The investment is part of the company’s broader platformEDGE™ framework, which aims to decentralise AI-ready infrastructure away from the constrained and high-latency London markets. By positioning high-density capacity in the "Oxford-Cambridge tech supercluster," Pulsant is targeting sectors such as financial services, healthcare, and biotech that require local, low-latency processing.
Optical connectivity: The 400Gb backbone
For the optical communications sector, the significance of the Milton Keynes expansion lies in its integration into Pulsant’s national network. The facility is one of 14 UK sites interconnected by a 400Gb-capable optical network.

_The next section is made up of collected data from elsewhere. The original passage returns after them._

//! The four user-facing session operations.
//!
//! Sign-up and sign-in both end in issuance: mint an access + refresh pair,
//! mirror the refresh token into the ledger, and hand back the serialized
//! strings with their expiries. Sign-out and refresh act on an
//! `AuthenticatedContext` produced by the authenticator from a refresh-kind
//! token; both consume the context, so the caller's authenticated state is
//! cleared by construction.

use std::sync::Arc;

use chrono::{DateTime, Utc};

use crate::authenticator::{AuthenticatedContext, Credential, CredentialAuthenticator};
use crate::configuration::TokenSettings;
use crate::error::AuthError;
use crate::ledger::{RevocationLedger, RevocationRecord};
use crate::principal::{CredentialVerifier, NewPrincipal, Principal, PrincipalDirectory};
use crate::token::{AccessTokenCodec, RefreshTokenCodec, TokenFactory, TokenKind, TokenModel};

/// A freshly-issued credential pair.
#[derive(Debug, Clone)]
pub struct TokensPair {
    pub access_token: String,
    pub refresh_token: String,
    pub access_expires_at: DateTime<Utc>,
    pub refresh_expires_at: DateTime<Utc>,
}

pub struct SessionOrchestrator {
    directory: Arc<dyn PrincipalDirectory>,
    ledger: Arc<dyn RevocationLedger>,
    authenticator: CredentialAuthenticator,
    access_factory: TokenFactory,
    refresh_factory: TokenFactory,
    access_codec: AccessTokenCodec,
    refresh_codec: RefreshTokenCodec,
}

impl SessionOrchestrator {
    /// Wire the core from settings and the host's collaborators.
    pub fn new(
        settings: &TokenSettings,
        verifier: Arc<dyn CredentialVerifier>,
        directory: Arc<dyn PrincipalDirectory>,
        ledger: Arc<dyn RevocationLedger>,
    ) -> Result<Self, config::ConfigError> {
        let access_codec = AccessTokenCodec::new(settings.signing_key.as_bytes());
        let refresh_codec = RefreshTokenCodec::new(settings.encryption_key_bytes()?);

        let authenticator = CredentialAuthenticator::new(
            verifier,
            directory.clone(),
            ledger.clone(),
            access_codec.clone(),
            refresh_codec.clone(),
        );

        Ok(Self {
            directory,
            ledger,
            authenticator,
            access_factory: TokenFactory::access(settings.access_token_expiry),
            refresh_factory: TokenFactory::refresh(settings.refresh_token_expiry),
            access_codec,
            refresh_codec,
        })
    }

    /// The authenticator sharing this orchestrator's codecs and ledger;
    /// the transport layer calls it per request.
    pub fn authenticator(&self) -> &CredentialAuthenticator {
        &self.authenticator
    }

    /// Register a new principal through the directory, then issue its first
    /// pair.
    pub async fn sign_up(&self, registration: NewPrincipal) -> Result<TokensPair, AuthError> {
        let principal = self.directory.register(registration).await?;
        tracing::info!(subject_id = %principal.id, "Principal registered");
        self.issue_pair(&principal).await
    }

    /// Password authentication followed by issuance.
    pub async fn sign_in(&self, identifier: &str, secret: &str) -> Result<TokensPair, AuthError> {
        let ctx = self
            .authenticator
            .authenticate(Credential::Password {
                identifier: identifier.to_string(),
                secret: secret.to_string(),
            })
            .await?;
        self.issue_pair(&ctx.principal).await
    }

    /// Mint, track, and serialize a fresh access + refresh pair.
    pub async fn issue_pair(&self, principal: &Principal) -> Result<TokensPair, AuthError> {
        let access = self.access_factory.generate(principal);
        let refresh = self.refresh_factory.generate(principal);

        self.ledger
            .insert(RevocationRecord::for_token(&refresh))
            .await?;

        let pair = TokensPair {
            access_token: self.access_codec.serialize(&access)?,
            refresh_token: self.refresh_codec.serialize(&refresh)?,
            access_expires_at: access.expires_at,
            refresh_expires_at: refresh.expires_at,
        };

        tracing::info!(
            subject_id = %principal.id,
            refresh_token_id = %refresh.id,
            "Issued tokens pair"
        );
        Ok(pair)
    }

    /// End the current session, or with `globally` every session of the
    /// subject. Consumes the context. Replaying a single sign-out with an
    /// already-removed token observes `Revoked`.
    pub async fn sign_out(
        &self,
        ctx: AuthenticatedContext,
        globally: bool,
    ) -> Result<(), AuthError> {
        let token = refresh_context_token(&ctx)?;

        if globally {
            let removed = self
                .ledger
                .remove_all_for_subject(ctx.principal.id)
                .await?;
            tracing::info!(
                subject_id = %ctx.principal.id,
                removed,
                "Signed out everywhere"
            );
        } else {
            let removed = self.ledger.remove(token.id).await.unwrap_or_else(|e| {
                tracing::warn!(token_id = %token.id, error = %e, "Sign-out ledger delete failed");
                false
            });
            if !removed {
                return Err(AuthError::Revoked);
            }
            tracing::info!(subject_id = %ctx.principal.id, token_id = %token.id, "Signed out");
        }

        Ok(())
    }

    /// Single-use rotation: atomically consume the presented refresh token,
    /// then issue a brand-new pair for the same principal. The loser of a
    /// race on the same token observes `Revoked`, closing the replay window.
    pub async fn refresh_pair(&self, ctx: AuthenticatedContext) -> Result<TokensPair, AuthError> {
        let token = refresh_context_token(&ctx)?;

        let removed = self.ledger.remove(token.id).await.unwrap_or_else(|e| {
            tracing::warn!(token_id = %token.id, error = %e, "Rotation ledger delete failed");
            false
        });
        if !removed {
            tracing::info!(token_id = %token.id, "Refresh token already consumed");
            return Err(AuthError::Revoked);
        }

        self.issue_pair(&ctx.principal).await
    }
}

/// Sign-out and refresh only make sense for a context authenticated by a
/// refresh token; anything else is a wiring bug in the host, not a client
/// rejection.
fn refresh_context_token(ctx: &AuthenticatedContext) -> Result<&TokenModel, AuthError> {
    match &ctx.token {
        Some(token) if token.kind == TokenKind::Refresh => Ok(token),
        _ => Err(AuthError::Internal(
            "session operation requires a refresh-token authenticated context".to_string(),
        )),
    }
}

This high-speed fabric enables a latency of just two milliseconds to London’s primary connectivity hubs in Docklands and Slough. The site is carrier-neutral and provides diverse cable routing, offering access to more than 1,600 cloud services and network providers.
Crucially for wholesale and enterprise customers, Pulsant has confirmed that the site supports dark fibre infrastructure and optical waves, allowing for bespoke, high-bandwidth dedicated links.
“UK digital infrastructure is facing unprecedented demand,” says Rob Coupland, CEO at Pulsant. “With AI-ready capacity in short supply, bringing high performance, flexibility and choice to regional locations is critical. For organisations looking for ultra-low latency and international connectivity, Milton Keynes is a great option compared to constrained London data centres.”
Driving the "edge" AI economy
The launch aligns with the UK government’s recent £500 million commitment to domestic AI capabilities. By providing 1.2MW of purpose-built, high-density capacity in a regional hub, Pulsant is facilitating "Edge inference," the practice of running AI models closer to where the data is generated to reduce transit costs and latency.
The Milton Keynes project follows a series of strategic investments by Pulsant, including a £4.5 million upgrade to its Manchester site and the acquisition of regional centres in Birmingham and Fareham. The company intends to continue rolling out this high-density model across its national platform to meet the growing "hunger" for regional, high-performance compute power.